───── Source data

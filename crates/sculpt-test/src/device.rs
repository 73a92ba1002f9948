//! Capture device fakes
//!
//! - `ScriptedDevice` replays a fixed list of outcomes
//! - `FlakyDevice` injects seeded faults at configurable rates

use std::collections::VecDeque;
use std::time::Duration;

use async_trait::async_trait;
use bytes::Bytes;
use rand::rngs::StdRng;
use rand::{Rng, SeedableRng};

use sculpt_capture::{CaptureDevice, CaptureSettings, CropRegion, DeviceError, RawCapture};
use sculpt_core::AngleIndex;

/// Deterministic JPEG-tagged image for an angle
pub fn test_image(angle_index: AngleIndex) -> Bytes {
    let mut data = vec![0xff, 0xd8, 0xff, 0xe0];
    data.extend_from_slice(&angle_index.0.to_le_bytes());
    Bytes::from(data)
}

/// Sensor size (width, height) the scripted device pretends to have
pub const SIMULATED_SENSOR: (u32, u32) = (4608, 2592);

/// Scripted device outcome
#[derive(Clone, Debug)]
pub enum DeviceStep {
    /// Return [`test_image`] for the requested angle
    Image,
    /// Return an empty image (rejected during verification)
    Empty,
    Fail(DeviceError),
    /// Never return
    Stall,
}

/// Replays steps in order; once exhausted, every capture succeeds
#[derive(Debug, Default)]
pub struct ScriptedDevice {
    steps: VecDeque<DeviceStep>,
    prepared_with: Option<CaptureSettings>,
    crop: Option<CropRegion>,
    requested: Vec<AngleIndex>,
}

impl ScriptedDevice {
    pub fn new() -> Self {
        Self::default()
    }

    pub fn with_steps(steps: impl IntoIterator<Item = DeviceStep>) -> Self {
        ScriptedDevice {
            steps: steps.into_iter().collect(),
            ..Default::default()
        }
    }

    pub fn then(mut self, step: DeviceStep) -> Self {
        self.steps.push_back(step);
        self
    }

    /// Settings received through `prepare`
    pub fn prepared_with(&self) -> Option<&CaptureSettings> {
        self.prepared_with.as_ref()
    }

    /// Sensor crop applied at `prepare`
    pub fn crop(&self) -> Option<CropRegion> {
        self.crop
    }

    /// Every angle requested, including retries
    pub fn requested(&self) -> &[AngleIndex] {
        &self.requested
    }
}

#[async_trait]
impl CaptureDevice for ScriptedDevice {
    async fn prepare(&mut self, settings: &CaptureSettings) -> Result<(), DeviceError> {
        self.crop = Some(settings.crop_region(SIMULATED_SENSOR));
        self.prepared_with = Some(settings.clone());
        Ok(())
    }

    async fn capture_frame(&mut self, angle_index: AngleIndex) -> Result<RawCapture, DeviceError> {
        self.requested.push(angle_index);
        match self.steps.pop_front().unwrap_or(DeviceStep::Image) {
            DeviceStep::Image => Ok(RawCapture::jpeg(test_image(angle_index))),
            DeviceStep::Empty => Ok(RawCapture::jpeg(Bytes::new())),
            DeviceStep::Fail(e) => Err(e),
            DeviceStep::Stall => std::future::pending().await,
        }
    }
}

/// Fault rates for [`FlakyDevice`]
#[derive(Clone, Debug, PartialEq)]
pub struct FaultConfig {
    /// Per-attempt probability of a timeout
    pub timeout_rate: f64,
    /// Per-attempt probability of a blurred frame
    pub blur_rate: f64,
    /// Per-attempt probability of an empty image
    pub empty_rate: f64,
    /// Per-attempt probability of a fatal fault
    pub fault_rate: f64,
    /// Simulated exposure time per attempt
    pub latency: Duration,
}

impl Default for FaultConfig {
    fn default() -> Self {
        FaultConfig {
            timeout_rate: 0.05,
            blur_rate: 0.05,
            empty_rate: 0.01,
            fault_rate: 0.0,
            latency: Duration::ZERO,
        }
    }
}

impl FaultConfig {
    /// Never fails
    pub fn none() -> Self {
        FaultConfig {
            timeout_rate: 0.0,
            blur_rate: 0.0,
            empty_rate: 0.0,
            fault_rate: 0.0,
            latency: Duration::ZERO,
        }
    }

    /// Loose turntable, bad lighting
    pub fn poor() -> Self {
        FaultConfig {
            timeout_rate: 0.15,
            blur_rate: 0.2,
            empty_rate: 0.05,
            fault_rate: 0.0,
            latency: Duration::ZERO,
        }
    }

    /// Failing hardware
    pub fn hostile() -> Self {
        FaultConfig {
            timeout_rate: 0.3,
            blur_rate: 0.3,
            empty_rate: 0.1,
            fault_rate: 0.02,
            latency: Duration::ZERO,
        }
    }
}

/// Fault injection counters
#[derive(Clone, Debug, Default, PartialEq, Eq)]
pub struct FaultStats {
    pub attempts: u64,
    pub delivered: u64,
    pub timeouts: u64,
    pub blurred: u64,
    pub empty: u64,
    pub faults: u64,
}

/// Device with seeded random failures
#[derive(Debug)]
pub struct FlakyDevice {
    config: FaultConfig,
    rng: StdRng,
    stats: FaultStats,
}

impl FlakyDevice {
    pub fn new(config: FaultConfig, seed: u64) -> Self {
        FlakyDevice {
            config,
            rng: StdRng::seed_from_u64(seed),
            stats: FaultStats::default(),
        }
    }

    pub fn stats(&self) -> &FaultStats {
        &self.stats
    }
}

#[async_trait]
impl CaptureDevice for FlakyDevice {
    async fn capture_frame(&mut self, angle_index: AngleIndex) -> Result<RawCapture, DeviceError> {
        self.stats.attempts += 1;
        if !self.config.latency.is_zero() {
            tokio::time::sleep(self.config.latency).await;
        }

        let roll: f64 = self.rng.gen();
        let mut threshold = self.config.fault_rate;
        if roll < threshold {
            self.stats.faults += 1;
            return Err(DeviceError::Fault("turntable motor stalled".into()));
        }
        threshold += self.config.timeout_rate;
        if roll < threshold {
            self.stats.timeouts += 1;
            return Err(DeviceError::Timeout);
        }
        threshold += self.config.blur_rate;
        if roll < threshold {
            self.stats.blurred += 1;
            let sharpness = self.rng.gen_range(0.0f32..0.3);
            return Err(DeviceError::Blurred { sharpness });
        }
        threshold += self.config.empty_rate;
        if roll < threshold {
            self.stats.empty += 1;
            return Ok(RawCapture::jpeg(Bytes::new()));
        }

        self.stats.delivered += 1;
        Ok(RawCapture::jpeg(test_image(angle_index)))
    }
}

#[cfg(test)]
mod tests {
    use super::*;

    #[tokio::test]
    async fn test_scripted_device_replays_then_succeeds() {
        let mut device = ScriptedDevice::new().then(DeviceStep::Fail(DeviceError::Timeout));
        assert!(device.capture_frame(AngleIndex(0)).await.is_err());
        let raw = device.capture_frame(AngleIndex(0)).await.unwrap();
        assert_eq!(raw.image, test_image(AngleIndex(0)));
        assert_eq!(device.requested(), &[AngleIndex(0), AngleIndex(0)]);
    }

    #[tokio::test]
    async fn test_prepare_records_crop() {
        let mut device = ScriptedDevice::new();
        assert_eq!(device.crop(), None);
        device.prepare(&CaptureSettings::default()).await.unwrap();
        let crop = device.crop().unwrap();
        assert_eq!((crop.x, crop.y, crop.width, crop.height), (768, 432, 3072, 1728));
    }

    #[tokio::test]
    async fn test_flaky_device_is_seeded() {
        let mut a = FlakyDevice::new(FaultConfig::poor(), 42);
        let mut b = FlakyDevice::new(FaultConfig::poor(), 42);
        for i in 0..50 {
            let ra = a.capture_frame(AngleIndex(i)).await.is_ok();
            let rb = b.capture_frame(AngleIndex(i)).await.is_ok();
            assert_eq!(ra, rb);
        }
        assert_eq!(a.stats(), b.stats());
        assert_eq!(a.stats().attempts, 50);
    }

    #[tokio::test]
    async fn test_no_faults() {
        let mut device = FlakyDevice::new(FaultConfig::none(), 7);
        for i in 0..20 {
            assert!(device.capture_frame(AngleIndex(i)).await.is_ok());
        }
        assert_eq!(device.stats().delivered, 20);
    }
}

──────────

Goal of the exercise:
What is the number of lines above that contain the string "struct"? Answer with that number only.

Solution to the problem:
4